Os primeiros a receber um cristal de Wigner foram engenheiros da Escola Técnica Superior Suíça de Zurique (ETH Zurique) e, mais recentemente, seus colegas, físicos da Universidade da Califórnia, usando um microscópio de tunelamento de varredura, tiraram uma foto de uma folha de grafeno, dentro do qual os cristais desejados foram formados.

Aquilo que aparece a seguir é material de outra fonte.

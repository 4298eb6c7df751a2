use std::fmt;

#[derive(Debug)]
pub enum AppError {
    ConfigError(String),
    ConnectionError(String),
    DatabaseError(String),
    SerializationError(String),
}

impl fmt::Display for AppError {
    fn fmt(&self, f: &mut fmt::Formatter<'_>) -> fmt::Result {
        match self {
            AppError::ConfigError(msg) => write!(f, "Configuration error: {}", msg),
            AppError::ConnectionError(msg) => write!(f, "Connection error: {}", msg),
            AppError::DatabaseError(msg) => write!(f, "Database error: {}", msg),
            AppError::SerializationError(msg) => write!(f, "Serialization error: {}", msg),
        }
    }
}

impl std::error::Error for AppError {}

impl From<mongodb::error::Error> for AppError {
    fn from(err: mongodb::error::Error) -> Self {
        AppError::DatabaseError(err.to_string())
    }
}

impl From<mongodb::bson::ser::Error> for AppError {
    fn from(err: mongodb::bson::ser::Error) -> Self {
        AppError::SerializationError(err.to_string())
    }
}

impl From<mongodb::bson::de::Error> for AppError {
    fn from(err: mongodb::bson::de::Error) -> Self {
        AppError::SerializationError(err.to_string())
    }
}
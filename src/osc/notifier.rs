//! Outbound OSC notifications to REAPER
//!
//! Fire-and-forget: one datagram per call, no acknowledgement, no retry.

use anyhow::{anyhow, Context, Result};
use rosc::{OscMessage, OscPacket};
use std::net::SocketAddr;
use tokio::net::UdpSocket;
use tracing::{debug, info};

/// REAPER action "Track: Refresh all tracks" (re-sends the full track state)
pub const REFRESH_TRACKS_ACTION: u32 = 41743;

/// Sends OSC messages to a fixed peer
pub struct Notifier {
    socket: UdpSocket,
    host: String,
    port: u16,
}

impl Notifier {
    /// Bind an ephemeral IPv4 socket for sending to `host:port`
    pub async fn new(host: impl Into<String>, port: u16) -> Result<Self> {
        let socket = UdpSocket::bind("0.0.0.0:0")
            .await
            .context("Failed to bind OSC send socket")?;
        Ok(Self {
            socket,
            host: host.into(),
            port,
        })
    }

    /// Configured peer as `host:port`
    pub fn peer(&self) -> String {
        format!("{}:{}", self.host, self.port)
    }

    /// Trigger REAPER action `action_id` via `/action/<id>`
    pub async fn notify(&self, action_id: u32) -> Result<()> {
        self.send_message(&format!("/action/{}", action_id), Vec::new())
            .await
    }

    /// Ask REAPER to re-send every track's state
    pub async fn refresh_tracks(&self) -> Result<()> {
        info!("Refreshing track list on {}", self.peer());
        self.notify(REFRESH_TRACKS_ACTION).await
    }

    /// Encode and send a single OSC message
    pub async fn send_message(&self, addr: &str, args: Vec<rosc::OscType>) -> Result<()> {
        let packet = OscPacket::Message(OscMessage {
            addr: addr.to_string(),
            args,
        });
        let buf = rosc::encoder::encode(&packet)
            .map_err(|e| anyhow!("Failed to encode OSC message {}: {}", addr, e))?;

        let target = self.resolve().await?;
        self.socket
            .send_to(&buf, target)
            .await
            .with_context(|| format!("Failed to send {} to {}", addr, target))?;

        debug!("📤 Sent {} to {}", addr, target);
        Ok(())
    }

    /// Resolve the peer on every send so a DNS change is picked up
    async fn resolve(&self) -> Result<SocketAddr> {
        tokio::net::lookup_host((self.host.as_str(), self.port))
            .await
            .with_context(|| format!("Failed to resolve {}", self.peer()))?
            .find(SocketAddr::is_ipv4)
            .ok_or_else(|| anyhow!("No IPv4 address for {}", self.peer()))
    }
}
//! OSC router - first-match-wins dispatch over an ordered handler list

use super::handler::{default_handlers, MessageHandler};
use crate::state::StateStore;
use rosc::{OscMessage, OscPacket, OscType};
use tracing::{debug, error, info, trace, warn, Level};

/// What to do with messages no handler claims
#[derive(Debug, Clone, Copy, PartialEq, Eq)]
pub struct UnhandledPolicy {
    /// Emit a log record for unhandled messages
    pub enabled: bool,
    /// Severity of that record
    pub level: Level,
}

impl Default for UnhandledPolicy {
    fn default() -> Self {
        Self {
            enabled: true,
            level: Level::WARN,
        }
    }
}

impl UnhandledPolicy {
    pub fn silent() -> Self {
        Self {
            enabled: false,
            ..Self::default()
        }
    }

    fn report(&self, address: &str, args: &[OscType]) {
        if !self.enabled {
            return;
        }
        match self.level {
            Level::ERROR => error!("Unhandled OSC message at {}: {:?}", address, args),
            Level::WARN => warn!("Unhandled OSC message at {}: {:?}", address, args),
            Level::INFO => info!("Unhandled OSC message at {}: {:?}", address, args),
            Level::DEBUG => debug!("Unhandled OSC message at {}: {:?}", address, args),
            _ => trace!("Unhandled OSC message at {}: {:?}", address, args),
        }
    }
}

/// Result of dispatching one message
#[derive(Debug, Clone, Copy, PartialEq, Eq)]
pub enum DispatchOutcome {
    /// A handler matched and succeeded
    Handled,
    /// A handler matched and reported failure
    Rejected,
    /// No handler matched
    Unhandled,
}

/// Routes inbound OSC messages to handlers
///
/// Configured once at startup; the handler list is never modified afterwards,
/// so a router can be shared across tasks behind an `Arc`.
pub struct Router {
    state: StateStore,
    handlers: Vec<Box<dyn MessageHandler>>,
    unhandled: UnhandledPolicy,
}

impl Router {
    /// Create a router over `handlers`, dispatched in the given order
    pub fn new(
        state: StateStore,
        handlers: Vec<Box<dyn MessageHandler>>,
        unhandled: UnhandledPolicy,
    ) -> Self {
        for handler in &handlers {
            debug!("Registered handler: {}", handler.name());
        }
        Self {
            state,
            handlers,
            unhandled,
        }
    }

    /// Create a router with the five default track handlers
    pub fn with_default_handlers(
        state: StateStore,
        unhandled: UnhandledPolicy,
    ) -> Result<Self, regex::Error> {
        Ok(Self::new(state, default_handlers()?, unhandled))
    }

    pub fn state(&self) -> &StateStore {
        &self.state
    }

    pub fn handler_names(&self) -> Vec<&str> {
        self.handlers.iter().map(|h| h.name()).collect()
    }

    /// Dispatch one message to the first matching handler.
    ///
    /// A failing handler is not retried against later handlers.
    pub fn dispatch(&self, address: &str, args: &[OscType]) -> DispatchOutcome {
        match self.handlers.iter().find(|h| h.matches(address)) {
            Some(handler) => {
                if handler.handle(&self.state, address, args) {
                    DispatchOutcome::Handled
                } else {
                    DispatchOutcome::Rejected
                }
            }
            None => {
                self.unhandled.report(address, args);
                DispatchOutcome::Unhandled
            }
        }
    }

    pub fn dispatch_message(&self, msg: &OscMessage) -> DispatchOutcome {
        self.dispatch(&msg.addr, &msg.args)
    }

    /// Dispatch every message in a packet, flattening bundles in order
    pub fn dispatch_packet(&self, packet: &OscPacket) -> Vec<DispatchOutcome> {
        let mut outcomes = Vec::new();
        self.collect_packet(packet, &mut outcomes);
        outcomes
    }

    fn collect_packet(&self, packet: &OscPacket, outcomes: &mut Vec<DispatchOutcome>) {
        match packet {
            OscPacket::Message(msg) => outcomes.push(self.dispatch_message(msg)),
            OscPacket::Bundle(bundle) => {
                for p in &bundle.content {
                    self.collect_packet(p, outcomes);
                }
            }
        }
    }
}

Para obtê-los, uma equipe de cientistas liderada pelo físico Feng Wang desenvolveu um material que consiste em duas camadas de uma espessura de átomo - dissulfeto de tungstênio (WS2) e disseleneto de tungstênio (WSe2). Os pesquisadores então usaram um campo elétrico para ajustar a densidade dos elétrons que se movem livremente ao longo da interface entre as camadas.
Os elétrons em materiais comuns se movem tão rapidamente que praticamente não são afetados pelas forças repulsivas de suas cargas opostas. Eugene Wigner uma vez sugeriu que, quando os elétrons ficam mais lentos, é a repulsão que dominará seu comportamento. Com base nisso, Wang e seus colegas reduziram a velocidade dos elétrons em seu material, resfriando-os a uma temperatura um pouco acima do zero absoluto (-273 ° C).
O contraste formado entre as duas camadas ajudou os elétrons a formarem os cristais de Wigner. Os átomos em cada uma das camadas estão localizados a distâncias diferentes um do outro, como resultado, tal conexão cria uma espécie de "padrão moiré" em favo de mel, que lembra a superposição de duas grades.